At first sight, Buchanan looks like a young Elliot Gould – but ripped, with a silhouette that suggests he’s not a slave to Dairy Milk.

The 47 year-old curls may be grey but he’s coloured by youthfulness. Buchanan isn’t wearing an Indiana leather jacket or carrying a bull whip, but he is really. You sense those who come along to his Audience With tour shows will be immediately won over.

His appearance commands the immediate questions; how do you grow a wildlife explorer? Did he develop the call of the wild thanks to growing up in Alexandria? “No,” he smiles. “When my folks split up we ended up in Bellsmyre (housing estate) which back in the late 70s was a pretty rough area. After a few years of that my mother took us (two older brothers and a sister) off to Mull.”

The Tobermory choice came about because his grandparents once had a caravan on Mull. and Buchanan’s first few years on the island was spent under a mobile tin roof on that same site. “It was tough. The first winter I’d never experiences cold like it – the heating system was a two-bar fire – and I remember we couldn’t get fresh milk on the island. Butter was something you had at Christmas. I still can’t open a pack of butter without feeling a sense of delight. But it was especially tough for my mum, being the only divorcee around for 200 miles and doing three or four jobs to survive.”

Buchanan’s boredom - not assuaged by occasional visits to Dumbarton to visit his pub-working dad - was countered by the great outdoors, and, from the age of ten, working at a trekking centre. What about girls? “How can I put this delicately? There weren’t even many girls in our class. The summer season offered more selection when the tourists arrived. That was the time to make hay.”

The teenage Buchanan however didn’t do particularly well at school. Part of this was down to the education standards. “The school had some great teachers. But Tobermory was seen as a hardship posting so sometimes we got the bottom of the barrel.”

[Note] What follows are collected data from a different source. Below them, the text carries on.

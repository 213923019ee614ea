/// Explicit configuration for one client instance.
///
/// Initialization order is fixed: build the transport client from this,
/// construct the contract handle, then (optionally) open a wallet session.
/// Nothing here is ambient or global.
#[derive(Debug, Clone)]
pub struct AppConfig {
    /// Name presented to the wallet during the authorization handshake.
    pub app_name: String,
    /// Node gateway for contract queries and transactions.
    pub node_url: String,
    /// Wallet signer service handling enable/accounts.
    pub wallet_url: String,
    /// Realtime demo channel endpoint.
    pub ws_url: String,
    /// Deployed contract address.
    pub contract_address: String,
}

impl Default for AppConfig {
    fn default() -> Self {
        Self {
            app_name: "Eduverse".to_string(),
            node_url: "https://rpc2.paseo.popnetwork.xyz".to_string(),
            wallet_url: "http://127.0.0.1:8425".to_string(),
            ws_url: "ws://127.0.0.1:8080".to_string(),
            contract_address: "5H9gbZrr87kaFTqbksmJBAX19oFsUYG2uNCSeD4HMon5G5ES".to_string(),
        }
    }
}
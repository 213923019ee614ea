//! WASM transport placeholder.
//!
//! Browser builds are expected to drive the wallet extension and contract
//! gateway through gloo_net; only the interface seam exists so far.

pub struct WasmClient;

impl WasmClient {
    pub fn new() -> Self {
        unimplemented!("WASM transport not yet implemented, the browser shell provides its own")
    }
}
//! Client core for the Eduverse course marketplace.
//!
//! Wallet session handling, a contract client for the deployed course
//! contract (queries and transactions), catalog state synchronization and a
//! small realtime chat channel. Presentation lives elsewhere; this crate is
//! the workflow and its state machines.

pub mod abi;
pub mod app;
pub mod chat;
pub mod client;
pub mod config;
pub mod error;
pub mod interface;
pub mod model;

#[cfg(feature = "no-wasm")]
pub use reqwest::Client;
#[cfg(feature = "no-wasm")]
pub use tokio;
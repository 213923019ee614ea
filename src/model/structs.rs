use serde::{Deserialize, Serialize};

/// On-chain balance unit. Values on this network fit well inside u64, but the
/// chain type is 128-bit.
pub type Balance = u128;

/// A wallet account: opaque public address plus a display name. Owned by the
/// wallet extension; the session only holds a reference for its lifetime.
#[derive(Debug, Clone, PartialEq, Eq, Deserialize, Serialize)]
pub struct Account {
    pub address: String,
    #[serde(default)]
    pub name: String,
}

/// One extension that answered the authorization handshake.
#[derive(Debug, Clone, Deserialize, Serialize)]
pub struct ExtensionInfo {
    pub name: String,
    #[serde(default)]
    pub version: String,
}

/// Read-only cache of an on-chain course record, decoded from query output.
///
/// The contract is the source of truth: the client never checks
/// `enrolled_count <= max_students`, it only renders what the chain returned.
#[derive(Debug, Clone, Deserialize, Serialize)]
pub struct Course {
    pub id: u32,
    pub teacher: String,
    pub title: String,
    pub description: String,
    pub max_students: u32,
    pub enrolled_count: u32,
    pub start_time: u64,
    pub end_time: u64,
    pub price: Balance,
    pub active: bool,
    pub metadata_hash: String,
}
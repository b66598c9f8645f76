use std::path::PathBuf;

use clap::{Parser, Subcommand, Args};
use my_arbolitos::config::Backend;
use my_arbolitos::summary::DEFAULT_PERIOD_DAYS;

#[derive(Parser)]
#[command(name = "my-arbolitos")]
#[command(about = "Una CLI para seguir la salud de mis plantas a partir de sus fotos")]
pub struct Cli {
    /// Dónde guardar los historiales (por defecto: ARBOLITOS_BACKEND o file)
    #[arg(long, global = true, value_enum)]
    pub backend: Option<Backend>,

    /// Archivo JSON para el backend `file` (por defecto: ARBOLITOS_STORE)
    #[arg(long, global = true)]
    pub store: Option<PathBuf>,

    #[command(subcommand)]
    pub command: Commands,
}

#[derive(Subcommand, Debug)]
pub enum Commands {
    /// Analizar una foto nueva de una planta
    Analyze(AnalyzeArgs),
    /// Ver todas las plantas, la más reciente primero
    List,
    /// Ver la línea de tiempo de una planta
    View {
        /// ID de la planta
        #[arg(long = "plant-id")]
        plant_id: String,
    },
    /// Resumen del período y observaciones de una planta
    Summary {
        /// ID de la planta
        #[arg(long = "plant-id")]
        plant_id: String,
        /// Días que cubre el resumen
        #[arg(long, default_value_t = DEFAULT_PERIOD_DAYS)]
        days: u32,
    },
    /// Exportar el historial de una planta a JSON
    Export {
        /// ID de la planta
        #[arg(long = "plant-id")]
        plant_id: String,
        /// Directorio destino
        #[arg(long, default_value = ".")]
        out: PathBuf,
    },
    /// Cambiar el nombre visible de una planta
    Rename {
        /// ID de la planta
        #[arg(long = "plant-id")]
        plant_id: String,
        /// Nuevo nombre (vacío para quitarlo)
        #[arg(short = 'n', long = "name")]
        name: String,
    },
    /// Remover una planta y todo su historial
    Remove {
        /// ID de la planta
        #[arg(long = "plant-id")]
        plant_id: String,
    },
}

#[derive(Args, Debug)]
pub struct AnalyzeArgs {
    /// Foto de la planta (jpg, jpeg, png, gif o webp)
    #[arg(short = 'i', long = "image")]
    pub image: Option<PathBuf>,
    /// ID de la planta
    #[arg(short = 'p', long = "plant-id", default_value = "")]
    pub plant_id: String,
    /// Nombre visible de la planta (opcional)
    #[arg(short = 'n', long = "name")]
    pub name: Option<String>,
}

Buchanan’s personal rescue haven had been the local trekking centre, where he worked from the age of 10. But what to do with his life? The answer arrived while working in a restaurant owned by the wife of natural history film maker Nick Gordon, who took a shine to the teenager. “His office looked like Indiana Jones’ den, full of dried piranhas, photos and bows and arrows. It was so intoxicating. I was really into Indiana Jones and Nick was living the Indiana life.”

Nick Gordon offered the young man a job, a trip to Sierra Leone, on the proviso he saw the project through. But to say it was demanding is to say tigers can be a little scratchy. It meant sleeping in a tent for months on end. No internet. No phones. Was there ever a point when he thought he couldn’t do it any longer? “Every day,” he admits. “I’d cry myself to sleep most nights. I was so homesick, I missed my mum and my friends and I can remember almost willing myself to break a leg or have the sort of accident that would see me taken home.

“Every night I’d write a letter to someone, a friend or a teacher, anyone I thought would write back. I needed human contact. I read each letter at least five times.”

He adds; “When I came home half way through the stint for a couple of months break I found it very hard to go back.”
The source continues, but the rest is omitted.